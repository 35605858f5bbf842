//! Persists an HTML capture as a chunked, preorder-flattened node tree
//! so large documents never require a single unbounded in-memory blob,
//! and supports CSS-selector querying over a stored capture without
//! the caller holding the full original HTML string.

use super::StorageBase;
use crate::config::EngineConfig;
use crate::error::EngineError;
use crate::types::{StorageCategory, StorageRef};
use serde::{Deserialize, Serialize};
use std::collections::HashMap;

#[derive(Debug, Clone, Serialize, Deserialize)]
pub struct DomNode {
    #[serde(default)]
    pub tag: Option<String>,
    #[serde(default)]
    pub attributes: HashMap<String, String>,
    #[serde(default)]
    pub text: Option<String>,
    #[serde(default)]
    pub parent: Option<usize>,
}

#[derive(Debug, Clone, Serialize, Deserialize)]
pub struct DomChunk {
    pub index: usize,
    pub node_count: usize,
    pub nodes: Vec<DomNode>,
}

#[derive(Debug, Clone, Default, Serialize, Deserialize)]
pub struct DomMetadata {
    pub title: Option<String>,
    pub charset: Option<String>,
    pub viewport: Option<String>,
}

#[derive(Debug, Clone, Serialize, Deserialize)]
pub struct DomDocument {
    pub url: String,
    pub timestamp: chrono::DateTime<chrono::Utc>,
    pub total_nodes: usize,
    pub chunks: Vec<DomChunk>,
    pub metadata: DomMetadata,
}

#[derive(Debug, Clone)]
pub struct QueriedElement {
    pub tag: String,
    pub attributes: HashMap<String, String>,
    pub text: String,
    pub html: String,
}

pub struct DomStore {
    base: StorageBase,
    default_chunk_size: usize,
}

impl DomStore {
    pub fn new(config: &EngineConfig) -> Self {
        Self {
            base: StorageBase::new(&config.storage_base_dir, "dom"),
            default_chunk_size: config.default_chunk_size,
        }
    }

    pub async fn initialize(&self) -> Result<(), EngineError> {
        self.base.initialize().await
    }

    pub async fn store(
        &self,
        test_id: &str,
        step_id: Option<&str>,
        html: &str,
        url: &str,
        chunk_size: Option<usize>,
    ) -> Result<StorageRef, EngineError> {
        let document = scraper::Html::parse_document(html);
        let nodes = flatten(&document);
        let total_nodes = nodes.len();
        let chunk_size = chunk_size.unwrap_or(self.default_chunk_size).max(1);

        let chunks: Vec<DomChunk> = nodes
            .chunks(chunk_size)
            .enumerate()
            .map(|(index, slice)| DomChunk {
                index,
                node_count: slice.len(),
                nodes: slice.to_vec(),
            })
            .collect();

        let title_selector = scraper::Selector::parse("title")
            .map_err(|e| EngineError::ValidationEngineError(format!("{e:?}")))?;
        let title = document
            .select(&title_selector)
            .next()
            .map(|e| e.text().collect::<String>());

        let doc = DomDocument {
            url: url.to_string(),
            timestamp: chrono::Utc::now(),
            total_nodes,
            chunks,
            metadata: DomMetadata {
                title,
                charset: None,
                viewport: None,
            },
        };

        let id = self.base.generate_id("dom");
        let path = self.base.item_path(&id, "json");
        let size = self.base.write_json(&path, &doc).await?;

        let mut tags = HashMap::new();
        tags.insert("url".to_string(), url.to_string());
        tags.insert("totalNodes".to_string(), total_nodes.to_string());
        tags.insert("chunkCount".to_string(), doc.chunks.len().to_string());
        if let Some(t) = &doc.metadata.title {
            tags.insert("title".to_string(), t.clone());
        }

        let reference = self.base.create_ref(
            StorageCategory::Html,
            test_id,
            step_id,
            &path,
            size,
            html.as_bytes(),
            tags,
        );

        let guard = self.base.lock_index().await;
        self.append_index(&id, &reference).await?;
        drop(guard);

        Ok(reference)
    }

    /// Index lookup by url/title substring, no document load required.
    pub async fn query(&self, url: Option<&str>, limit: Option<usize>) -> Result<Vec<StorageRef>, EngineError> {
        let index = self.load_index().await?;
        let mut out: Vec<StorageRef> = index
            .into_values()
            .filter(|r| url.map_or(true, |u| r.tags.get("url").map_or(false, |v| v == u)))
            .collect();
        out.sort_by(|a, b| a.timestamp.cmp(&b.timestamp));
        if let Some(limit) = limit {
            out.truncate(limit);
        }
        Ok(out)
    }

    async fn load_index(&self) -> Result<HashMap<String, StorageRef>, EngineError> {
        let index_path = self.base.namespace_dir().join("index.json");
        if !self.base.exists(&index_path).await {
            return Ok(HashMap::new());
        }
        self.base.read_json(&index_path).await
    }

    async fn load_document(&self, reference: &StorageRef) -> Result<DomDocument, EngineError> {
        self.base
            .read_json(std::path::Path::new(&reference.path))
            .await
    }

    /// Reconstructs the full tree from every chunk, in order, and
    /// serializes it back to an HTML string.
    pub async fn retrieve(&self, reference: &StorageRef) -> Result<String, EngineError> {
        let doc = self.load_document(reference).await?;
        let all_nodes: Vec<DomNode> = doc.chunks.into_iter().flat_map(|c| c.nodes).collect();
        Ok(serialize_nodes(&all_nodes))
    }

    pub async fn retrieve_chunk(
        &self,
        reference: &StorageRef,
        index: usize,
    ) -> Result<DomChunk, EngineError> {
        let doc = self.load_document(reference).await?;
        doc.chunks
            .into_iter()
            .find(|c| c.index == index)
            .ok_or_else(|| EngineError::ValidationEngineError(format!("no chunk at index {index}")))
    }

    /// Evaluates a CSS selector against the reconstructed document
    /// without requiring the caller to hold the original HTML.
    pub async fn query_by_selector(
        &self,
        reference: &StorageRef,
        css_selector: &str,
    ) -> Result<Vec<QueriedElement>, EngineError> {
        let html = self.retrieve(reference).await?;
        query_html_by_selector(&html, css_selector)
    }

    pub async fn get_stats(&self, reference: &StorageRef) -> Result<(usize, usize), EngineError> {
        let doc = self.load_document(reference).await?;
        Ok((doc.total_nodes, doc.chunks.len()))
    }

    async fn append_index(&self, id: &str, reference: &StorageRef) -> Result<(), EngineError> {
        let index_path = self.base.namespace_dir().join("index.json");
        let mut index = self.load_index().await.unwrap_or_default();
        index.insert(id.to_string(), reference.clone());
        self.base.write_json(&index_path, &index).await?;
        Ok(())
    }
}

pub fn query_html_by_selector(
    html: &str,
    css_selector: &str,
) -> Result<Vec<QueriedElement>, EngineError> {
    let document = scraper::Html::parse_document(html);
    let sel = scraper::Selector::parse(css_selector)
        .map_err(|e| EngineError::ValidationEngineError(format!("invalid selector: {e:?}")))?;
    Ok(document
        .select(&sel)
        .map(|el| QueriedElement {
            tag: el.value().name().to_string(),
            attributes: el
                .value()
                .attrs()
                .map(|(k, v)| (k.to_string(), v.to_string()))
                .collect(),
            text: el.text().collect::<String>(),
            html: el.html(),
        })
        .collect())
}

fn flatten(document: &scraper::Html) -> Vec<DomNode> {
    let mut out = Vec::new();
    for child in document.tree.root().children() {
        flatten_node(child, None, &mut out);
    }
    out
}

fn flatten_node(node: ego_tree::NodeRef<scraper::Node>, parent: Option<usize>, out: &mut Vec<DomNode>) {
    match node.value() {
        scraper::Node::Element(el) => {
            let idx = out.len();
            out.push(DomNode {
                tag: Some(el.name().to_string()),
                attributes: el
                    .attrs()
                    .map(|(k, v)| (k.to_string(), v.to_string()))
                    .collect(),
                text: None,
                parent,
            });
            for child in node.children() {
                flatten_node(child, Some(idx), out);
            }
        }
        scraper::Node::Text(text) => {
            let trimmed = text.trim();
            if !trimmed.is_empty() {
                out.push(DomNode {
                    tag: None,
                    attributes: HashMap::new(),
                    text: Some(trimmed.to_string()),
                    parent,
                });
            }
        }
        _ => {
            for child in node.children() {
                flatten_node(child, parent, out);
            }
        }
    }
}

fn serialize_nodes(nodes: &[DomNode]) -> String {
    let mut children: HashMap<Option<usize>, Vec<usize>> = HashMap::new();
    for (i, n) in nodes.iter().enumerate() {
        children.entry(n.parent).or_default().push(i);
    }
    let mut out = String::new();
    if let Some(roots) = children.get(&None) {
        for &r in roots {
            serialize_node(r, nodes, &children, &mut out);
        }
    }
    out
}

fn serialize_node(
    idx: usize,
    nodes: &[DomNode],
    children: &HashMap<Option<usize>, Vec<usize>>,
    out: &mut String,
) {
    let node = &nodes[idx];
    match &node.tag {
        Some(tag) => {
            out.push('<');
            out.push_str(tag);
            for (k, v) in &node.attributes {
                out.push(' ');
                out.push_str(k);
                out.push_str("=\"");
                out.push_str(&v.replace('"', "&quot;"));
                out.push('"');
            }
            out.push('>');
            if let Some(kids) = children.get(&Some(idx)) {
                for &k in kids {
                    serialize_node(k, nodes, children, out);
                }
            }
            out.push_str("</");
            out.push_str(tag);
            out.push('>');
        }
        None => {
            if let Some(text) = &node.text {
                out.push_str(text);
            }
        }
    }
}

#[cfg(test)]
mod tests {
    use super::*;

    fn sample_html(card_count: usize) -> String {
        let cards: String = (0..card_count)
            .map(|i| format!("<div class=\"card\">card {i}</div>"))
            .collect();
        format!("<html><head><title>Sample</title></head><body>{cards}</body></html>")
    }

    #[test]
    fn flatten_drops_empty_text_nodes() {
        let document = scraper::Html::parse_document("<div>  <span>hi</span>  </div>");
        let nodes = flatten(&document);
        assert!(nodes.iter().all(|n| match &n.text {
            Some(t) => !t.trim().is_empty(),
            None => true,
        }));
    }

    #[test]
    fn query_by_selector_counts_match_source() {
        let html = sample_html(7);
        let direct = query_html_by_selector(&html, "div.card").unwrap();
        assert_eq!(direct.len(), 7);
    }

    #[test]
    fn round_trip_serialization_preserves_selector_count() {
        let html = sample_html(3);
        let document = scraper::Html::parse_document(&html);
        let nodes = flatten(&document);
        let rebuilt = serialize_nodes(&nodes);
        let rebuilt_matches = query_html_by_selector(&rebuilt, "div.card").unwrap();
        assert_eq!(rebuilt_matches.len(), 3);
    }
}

..............................

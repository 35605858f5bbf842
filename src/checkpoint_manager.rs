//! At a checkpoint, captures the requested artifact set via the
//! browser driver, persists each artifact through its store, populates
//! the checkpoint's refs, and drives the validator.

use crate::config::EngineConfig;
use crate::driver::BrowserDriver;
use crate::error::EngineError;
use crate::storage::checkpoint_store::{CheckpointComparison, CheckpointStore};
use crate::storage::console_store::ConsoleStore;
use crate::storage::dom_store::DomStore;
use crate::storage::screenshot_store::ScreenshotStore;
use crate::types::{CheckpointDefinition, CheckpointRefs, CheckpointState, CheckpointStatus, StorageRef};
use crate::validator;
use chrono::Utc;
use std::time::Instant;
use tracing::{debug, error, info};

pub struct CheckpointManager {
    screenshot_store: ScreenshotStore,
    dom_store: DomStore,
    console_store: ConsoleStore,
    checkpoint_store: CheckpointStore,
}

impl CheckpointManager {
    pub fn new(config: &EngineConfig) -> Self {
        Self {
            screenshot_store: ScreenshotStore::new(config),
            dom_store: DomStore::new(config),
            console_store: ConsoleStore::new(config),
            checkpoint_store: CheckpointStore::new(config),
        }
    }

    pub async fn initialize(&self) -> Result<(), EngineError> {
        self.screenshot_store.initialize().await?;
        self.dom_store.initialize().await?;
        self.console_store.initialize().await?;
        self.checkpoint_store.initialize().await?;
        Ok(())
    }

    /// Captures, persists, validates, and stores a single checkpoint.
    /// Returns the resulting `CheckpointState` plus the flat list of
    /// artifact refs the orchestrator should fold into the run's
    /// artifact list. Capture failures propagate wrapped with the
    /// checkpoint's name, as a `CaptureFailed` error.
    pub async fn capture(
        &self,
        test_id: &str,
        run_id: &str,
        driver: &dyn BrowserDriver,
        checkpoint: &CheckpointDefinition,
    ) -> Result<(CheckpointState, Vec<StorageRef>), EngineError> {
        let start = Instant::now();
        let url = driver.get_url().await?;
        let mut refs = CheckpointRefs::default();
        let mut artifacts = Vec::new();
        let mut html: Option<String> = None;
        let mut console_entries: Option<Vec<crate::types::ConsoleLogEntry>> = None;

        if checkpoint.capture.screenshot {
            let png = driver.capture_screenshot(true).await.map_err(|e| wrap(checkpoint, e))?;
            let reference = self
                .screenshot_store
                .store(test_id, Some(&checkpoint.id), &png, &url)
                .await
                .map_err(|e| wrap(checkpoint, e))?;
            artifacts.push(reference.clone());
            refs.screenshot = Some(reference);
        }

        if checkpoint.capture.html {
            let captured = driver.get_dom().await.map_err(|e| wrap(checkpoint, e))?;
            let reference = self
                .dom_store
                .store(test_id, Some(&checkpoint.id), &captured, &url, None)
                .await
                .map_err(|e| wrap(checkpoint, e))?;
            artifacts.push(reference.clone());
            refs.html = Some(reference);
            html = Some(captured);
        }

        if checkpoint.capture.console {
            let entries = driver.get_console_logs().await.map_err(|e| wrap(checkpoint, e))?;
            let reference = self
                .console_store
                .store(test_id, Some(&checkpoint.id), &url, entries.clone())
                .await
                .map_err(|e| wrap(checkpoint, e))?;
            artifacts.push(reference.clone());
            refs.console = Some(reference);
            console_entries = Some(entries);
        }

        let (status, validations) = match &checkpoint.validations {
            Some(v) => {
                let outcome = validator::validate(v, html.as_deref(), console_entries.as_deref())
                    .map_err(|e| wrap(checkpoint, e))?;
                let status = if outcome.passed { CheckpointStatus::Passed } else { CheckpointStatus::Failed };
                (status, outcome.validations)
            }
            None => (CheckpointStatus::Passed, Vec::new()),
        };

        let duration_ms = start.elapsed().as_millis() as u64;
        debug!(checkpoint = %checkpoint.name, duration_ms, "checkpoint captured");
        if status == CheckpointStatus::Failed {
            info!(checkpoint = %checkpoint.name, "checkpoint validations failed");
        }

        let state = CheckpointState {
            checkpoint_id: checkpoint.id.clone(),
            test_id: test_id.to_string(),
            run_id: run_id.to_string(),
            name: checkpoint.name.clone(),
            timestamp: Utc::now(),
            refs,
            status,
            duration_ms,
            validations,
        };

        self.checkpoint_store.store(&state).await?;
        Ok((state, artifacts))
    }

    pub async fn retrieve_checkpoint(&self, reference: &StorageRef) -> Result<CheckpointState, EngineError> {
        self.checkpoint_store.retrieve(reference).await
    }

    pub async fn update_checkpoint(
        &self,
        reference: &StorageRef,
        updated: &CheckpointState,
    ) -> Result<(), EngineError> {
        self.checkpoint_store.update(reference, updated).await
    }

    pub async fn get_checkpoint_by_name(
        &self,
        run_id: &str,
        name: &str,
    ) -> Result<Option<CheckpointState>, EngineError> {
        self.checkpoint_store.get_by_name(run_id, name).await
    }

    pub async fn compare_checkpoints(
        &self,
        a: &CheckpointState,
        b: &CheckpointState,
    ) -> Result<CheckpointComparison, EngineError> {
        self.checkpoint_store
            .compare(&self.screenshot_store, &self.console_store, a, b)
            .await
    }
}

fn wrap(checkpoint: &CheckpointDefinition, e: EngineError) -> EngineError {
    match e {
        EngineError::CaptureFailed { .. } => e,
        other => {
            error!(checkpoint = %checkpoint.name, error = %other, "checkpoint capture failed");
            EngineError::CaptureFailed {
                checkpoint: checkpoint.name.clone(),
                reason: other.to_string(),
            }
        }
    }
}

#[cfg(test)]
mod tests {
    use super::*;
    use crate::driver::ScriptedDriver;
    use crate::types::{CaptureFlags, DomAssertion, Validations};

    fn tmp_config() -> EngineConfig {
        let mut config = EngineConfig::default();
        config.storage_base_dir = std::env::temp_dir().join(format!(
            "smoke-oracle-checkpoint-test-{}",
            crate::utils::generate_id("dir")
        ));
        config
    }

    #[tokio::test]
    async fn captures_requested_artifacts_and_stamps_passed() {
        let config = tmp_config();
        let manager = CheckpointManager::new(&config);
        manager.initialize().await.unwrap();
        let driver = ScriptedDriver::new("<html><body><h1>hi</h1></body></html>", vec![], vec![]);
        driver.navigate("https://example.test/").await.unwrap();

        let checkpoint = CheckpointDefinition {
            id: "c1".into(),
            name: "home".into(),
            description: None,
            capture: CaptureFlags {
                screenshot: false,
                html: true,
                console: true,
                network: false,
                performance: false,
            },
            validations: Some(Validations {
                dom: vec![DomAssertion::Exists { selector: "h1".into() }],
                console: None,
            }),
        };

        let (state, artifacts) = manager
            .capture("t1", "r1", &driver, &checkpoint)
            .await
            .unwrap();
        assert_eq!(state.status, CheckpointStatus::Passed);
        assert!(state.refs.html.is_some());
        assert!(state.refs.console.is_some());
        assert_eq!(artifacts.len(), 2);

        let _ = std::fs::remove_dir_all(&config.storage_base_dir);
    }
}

..............................

- [AIM OF THE TASK] Across the whole listing, how many lines contain the string "CheckpointStore"? Give the number and no more.

- [SOLUTION TO THE EXERCISE] 3